Background: Pancreatic cancer (PC) is a highly aggressive and metastatic malignancy. The molecular events related to PC have not yet been fully elucidated. The STAM binding protein (STAMBP), a deubiquitinase, contributes to carcinogenesis in several types of cancer. Our study aims to investigate the function of STAMBP in the progression of PC. Methods: Fifteen pairs of tumor and tumor-adjacent tissues were obtained from PC patients. Human pancreatic cancer cell lines, SW 1990 and BxPC-3, were transfected with short hairpin RNA targeting STAMBP or/and vectors overexpressing wild-type STAMBP or STAMBP D348A mutants (inactive mutants of STAMBP). SW 1990 cells were co-transfected with vectors overexpressing STAMBP and small interfering RNA targeting hsa_circ_0007334. Results: STAMBP was overexpressed in the tumor tissues as compared with the tumor-adjacent tissues from PC patients. Higher STAMBP expression in the tumor tissues showed worse prognosis. Loss/gain-of-function experiments revealed that STAMBP promoted the malignant behaviors of PC cells in vitro and xenograft tumor growth in vivo.

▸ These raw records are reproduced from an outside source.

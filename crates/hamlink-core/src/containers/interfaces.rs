// ── Network interfaces ──
//
// The id list is walked when the container is built; type, MAC and name
// are lazy per interface. A missing attribute leaves that attribute
// unavailable and never fails the list.

use std::collections::HashMap;
use std::time::Duration;

use hamlink_api::{Oid, SnmpValue};
use serde::{Deserialize, Serialize};

use super::lazy::LazyValue;
use super::query::ValueQuery;
use super::source::FieldSource;
use crate::error::CoreError;
use crate::model::{InterfaceType, MacAddress, ValueMeaning};
use crate::oid_table::LayeredLookup;

/// Settled view of one interface; also the cached form.
#[derive(Debug, Clone, PartialEq, Serialize, Deserialize)]
pub struct InterfaceSnapshot {
    pub id: u32,
    #[serde(rename = "type")]
    pub if_type: Option<InterfaceType>,
    pub mac: Option<MacAddress>,
    pub name: Option<String>,
}

#[derive(Debug)]
struct InterfaceQueries {
    if_type: ValueQuery,
    mac: ValueQuery,
    name: ValueQuery,
}

#[derive(Debug)]
pub struct InterfaceDetail {
    id: u32,
    source: FieldSource,
    queries: InterfaceQueries,
    if_type: LazyValue<InterfaceType>,
    mac: LazyValue<MacAddress>,
    name: LazyValue<String>,
}

impl InterfaceDetail {
    fn live(source: FieldSource, lookup: &LayeredLookup, id: u32) -> Self {
        Self {
            id,
            source,
            queries: InterfaceQueries {
                if_type: ValueQuery::resolve(lookup, ValueMeaning::InterfaceTypeWalkRoot, &[id]),
                mac: ValueQuery::resolve(lookup, ValueMeaning::InterfaceMacWalkRoot, &[id]),
                name: ValueQuery::resolve(lookup, ValueMeaning::InterfaceNameWalkRoot, &[id]),
            },
            if_type: LazyValue::new(),
            mac: LazyValue::new(),
            name: LazyValue::new(),
        }
    }

    fn resolved(source: FieldSource, snapshot: InterfaceSnapshot) -> Self {
        Self {
            id: snapshot.id,
            source,
            queries: InterfaceQueries {
                if_type: ValueQuery::Unsupported,
                mac: ValueQuery::Unsupported,
                name: ValueQuery::Unsupported,
            },
            if_type: LazyValue::resolved(snapshot.if_type),
            mac: LazyValue::resolved(snapshot.mac),
            name: LazyValue::resolved(snapshot.name),
        }
    }

    pub fn id(&self) -> u32 {
        self.id
    }

    pub async fn if_type(&self) -> Option<InterfaceType> {
        self.if_type
            .get_or_fetch(|| {
                self.source
                    .fetch("interface_type", &self.queries.if_type, |q, v| {
                        q.decode_int(v).map(InterfaceType::from)
                    })
            })
            .await
            .copied()
    }

    pub async fn mac(&self) -> Option<MacAddress> {
        self.mac
            .get_or_fetch(|| {
                self.source
                    .fetch("interface_mac", &self.queries.mac, ValueQuery::decode_mac)
            })
            .await
            .copied()
    }

    pub async fn name(&self) -> Option<String> {
        self.name
            .get_or_fetch(|| {
                self.source
                    .fetch("interface_name", &self.queries.name, ValueQuery::decode_text)
            })
            .await
            .cloned()
    }

    /// Settled MAC without fetching.
    pub fn known_mac(&self) -> Option<MacAddress> {
        self.mac.peek().copied()
    }

    pub fn known_name(&self) -> Option<&str> {
        self.name.peek().map(String::as_str)
    }

    pub fn known_type(&self) -> Option<InterfaceType> {
        self.if_type.peek().copied()
    }

    /// Radio interface by type, or by the names vendors give them.
    pub fn looks_wireless(&self) -> bool {
        if self.known_type().is_some_and(InterfaceType::is_wireless) {
            return true;
        }
        self.known_name().is_some_and(|name| {
            let name = name.to_ascii_lowercase();
            ["wlan", "ath", "air", "wifi"]
                .iter()
                .any(|prefix| name.starts_with(prefix))
        })
    }

    fn pending(&self) -> Vec<Oid> {
        let mut oids = Vec::new();
        if !self.if_type.is_fetched() {
            oids.extend(self.queries.if_type.oids());
        }
        if !self.mac.is_fetched() {
            oids.extend(self.queries.mac.oids());
        }
        if !self.name.is_fetched() {
            oids.extend(self.queries.name.oids());
        }
        oids
    }

    fn settle(&self, values: &HashMap<Oid, SnmpValue>) {
        self.if_type
            .fill(self.queries.if_type.decode_int(values).map(InterfaceType::from));
        self.mac.fill(self.queries.mac.decode_mac(values));
        self.name.fill(self.queries.name.decode_text(values));
    }

    pub fn snapshot(&self) -> InterfaceSnapshot {
        InterfaceSnapshot {
            id: self.id,
            if_type: self.known_type(),
            mac: self.known_mac(),
            name: self.name.peek().cloned(),
        }
    }
}

#[derive(Debug)]
pub struct InterfaceDetails {
    source: FieldSource,
    details: Vec<InterfaceDetail>,
}

impl InterfaceDetails {
    /// Walks the interface id column. A device without one has no
    /// interfaces; a failing walk fails the container.
    pub async fn load(source: FieldSource, lookup: &LayeredLookup) -> Result<Self, CoreError> {
        let Some(root) = lookup.resolve(ValueMeaning::InterfaceIdWalkRoot) else {
            return Ok(Self {
                source,
                details: Vec::new(),
            });
        };
        let root = root.oid.clone();
        let rows = source.walk(&root).await?;

        let mut ids: Vec<u32> = rows
            .iter()
            .filter_map(|vb| {
                vb.value
                    .as_i64()
                    .and_then(|id| u32::try_from(id).ok())
                    .or_else(|| match vb.oid.suffix_after(&root)? {
                        [id] => Some(*id),
                        _ => None,
                    })
            })
            .collect();
        ids.sort_unstable();
        ids.dedup();

        let details = ids
            .into_iter()
            .map(|id| InterfaceDetail::live(source.clone(), lookup, id))
            .collect();
        Ok(Self { source, details })
    }

    pub fn resolved(source: FieldSource, snapshots: Vec<InterfaceSnapshot>) -> Self {
        let details = snapshots
            .into_iter()
            .map(|snapshot| InterfaceDetail::resolved(source.clone(), snapshot))
            .collect();
        Self { source, details }
    }

    pub fn iter(&self) -> impl Iterator<Item = &InterfaceDetail> {
        self.details.iter()
    }

    pub fn len(&self) -> usize {
        self.details.len()
    }

    pub fn is_empty(&self) -> bool {
        self.details.is_empty()
    }

    pub fn find_by_id(&self, id: u32) -> Option<&InterfaceDetail> {
        self.details.iter().find(|d| d.id == id)
    }

    /// Only considers MACs already settled.
    pub fn find_by_mac(&self, mac: MacAddress) -> Option<&InterfaceDetail> {
        self.details.iter().find(|d| d.known_mac() == Some(mac))
    }

    pub fn query_duration(&self) -> Duration {
        self.source.timer().total()
    }

    /// Settles every attribute of every interface in batched requests.
    pub async fn force_evaluate_all(&self) {
        let oids: Vec<Oid> = self.details.iter().flat_map(InterfaceDetail::pending).collect();
        let values = if oids.is_empty() {
            HashMap::new()
        } else {
            match self.source.values(&oids).await {
                Ok(values) => values,
                Err(e) => {
                    self.source.log_failure("interfaces", &e);
                    HashMap::new()
                }
            }
        };
        for detail in &self.details {
            detail.settle(&values);
        }
    }

    pub fn snapshots(&self) -> Vec<InterfaceSnapshot> {
        self.details.iter().map(InterfaceDetail::snapshot).collect()
    }
}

Activation of NF-κB in PC cells was triggered by STAMBP. However, inactive mutants of STAMBP lost these biological functions in PC. hsa_circ_0007334, an oncogene in PC progression, was found to up-regulate STAMBP expression in PC cells. STAMBP up-regulation reversed the effects of hsa_circ_0007334 silencing on cell mobility. Conclusions: These results indicated that STAMBP depended on its deubiquitinase activities to induce the malignant behaviors of PC cells and was involved in the regulatory mechanism of hsa_circ_0007334 on PC cell mobility. Our findings provide a novel insight into the molecular mechanism of PC.